◆ **Exercise prompt**:
The records below hold a stretch from the line with "exchange keeps one." through the line with "pub trait StreamProtocol: TradeNormalizer"; return exactly those lines, ends included, and nothing more.

◆ **Raw data**:
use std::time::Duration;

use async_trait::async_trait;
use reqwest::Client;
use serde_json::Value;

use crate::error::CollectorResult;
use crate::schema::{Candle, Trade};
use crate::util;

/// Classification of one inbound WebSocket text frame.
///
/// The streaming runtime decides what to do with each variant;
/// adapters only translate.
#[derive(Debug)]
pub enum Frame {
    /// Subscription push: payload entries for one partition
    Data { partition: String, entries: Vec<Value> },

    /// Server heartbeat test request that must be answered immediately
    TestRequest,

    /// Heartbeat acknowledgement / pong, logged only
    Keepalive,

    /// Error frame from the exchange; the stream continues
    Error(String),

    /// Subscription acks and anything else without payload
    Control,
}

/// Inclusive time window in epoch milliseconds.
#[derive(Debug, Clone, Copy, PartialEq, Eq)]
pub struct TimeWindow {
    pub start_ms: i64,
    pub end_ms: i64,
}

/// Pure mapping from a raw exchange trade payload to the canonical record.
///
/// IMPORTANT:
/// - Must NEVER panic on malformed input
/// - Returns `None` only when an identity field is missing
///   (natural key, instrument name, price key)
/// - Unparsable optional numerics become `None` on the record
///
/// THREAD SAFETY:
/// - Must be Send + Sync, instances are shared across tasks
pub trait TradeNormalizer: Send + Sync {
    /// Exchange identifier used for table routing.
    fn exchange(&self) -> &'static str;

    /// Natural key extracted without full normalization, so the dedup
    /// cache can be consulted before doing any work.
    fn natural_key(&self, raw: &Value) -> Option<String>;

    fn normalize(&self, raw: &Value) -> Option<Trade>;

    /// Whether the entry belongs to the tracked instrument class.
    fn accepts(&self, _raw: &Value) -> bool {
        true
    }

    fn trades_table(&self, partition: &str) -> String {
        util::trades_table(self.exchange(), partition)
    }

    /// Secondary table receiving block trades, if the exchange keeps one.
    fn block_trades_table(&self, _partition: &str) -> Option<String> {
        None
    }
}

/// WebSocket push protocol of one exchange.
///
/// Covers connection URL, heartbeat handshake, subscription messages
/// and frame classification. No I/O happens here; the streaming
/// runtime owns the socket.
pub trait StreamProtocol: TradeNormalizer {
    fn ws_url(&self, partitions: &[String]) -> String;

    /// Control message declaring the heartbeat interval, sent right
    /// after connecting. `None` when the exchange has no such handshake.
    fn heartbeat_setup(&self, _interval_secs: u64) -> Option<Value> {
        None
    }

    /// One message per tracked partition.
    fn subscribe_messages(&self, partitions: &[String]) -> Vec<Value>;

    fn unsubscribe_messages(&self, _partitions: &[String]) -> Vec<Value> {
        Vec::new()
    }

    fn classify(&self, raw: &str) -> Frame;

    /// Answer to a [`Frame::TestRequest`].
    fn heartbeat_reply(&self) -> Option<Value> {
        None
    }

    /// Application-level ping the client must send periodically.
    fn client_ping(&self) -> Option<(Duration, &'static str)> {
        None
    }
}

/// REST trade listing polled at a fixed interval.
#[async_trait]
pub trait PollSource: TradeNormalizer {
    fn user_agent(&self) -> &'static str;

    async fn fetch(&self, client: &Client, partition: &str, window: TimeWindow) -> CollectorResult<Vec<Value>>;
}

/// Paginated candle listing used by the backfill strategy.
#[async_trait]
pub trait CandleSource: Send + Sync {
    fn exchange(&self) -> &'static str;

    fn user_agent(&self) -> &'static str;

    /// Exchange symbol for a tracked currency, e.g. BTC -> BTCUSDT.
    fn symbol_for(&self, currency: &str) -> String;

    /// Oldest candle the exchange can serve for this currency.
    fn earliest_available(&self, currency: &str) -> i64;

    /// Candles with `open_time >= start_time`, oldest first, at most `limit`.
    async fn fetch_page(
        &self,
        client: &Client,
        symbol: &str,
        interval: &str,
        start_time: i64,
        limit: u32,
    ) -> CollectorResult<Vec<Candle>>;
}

◆ **Response area**:
    /// Secondary table receiving block trades, if the exchange keeps one.
    fn block_trades_table(&self, _partition: &str) -> Option<String> {
        None
    }
}

/// WebSocket push protocol of one exchange.
///
/// Covers connection URL, heartbeat handshake, subscription messages
/// and frame classification. No I/O happens here; the streaming
/// runtime owns the socket.
pub trait StreamProtocol: TradeNormalizer {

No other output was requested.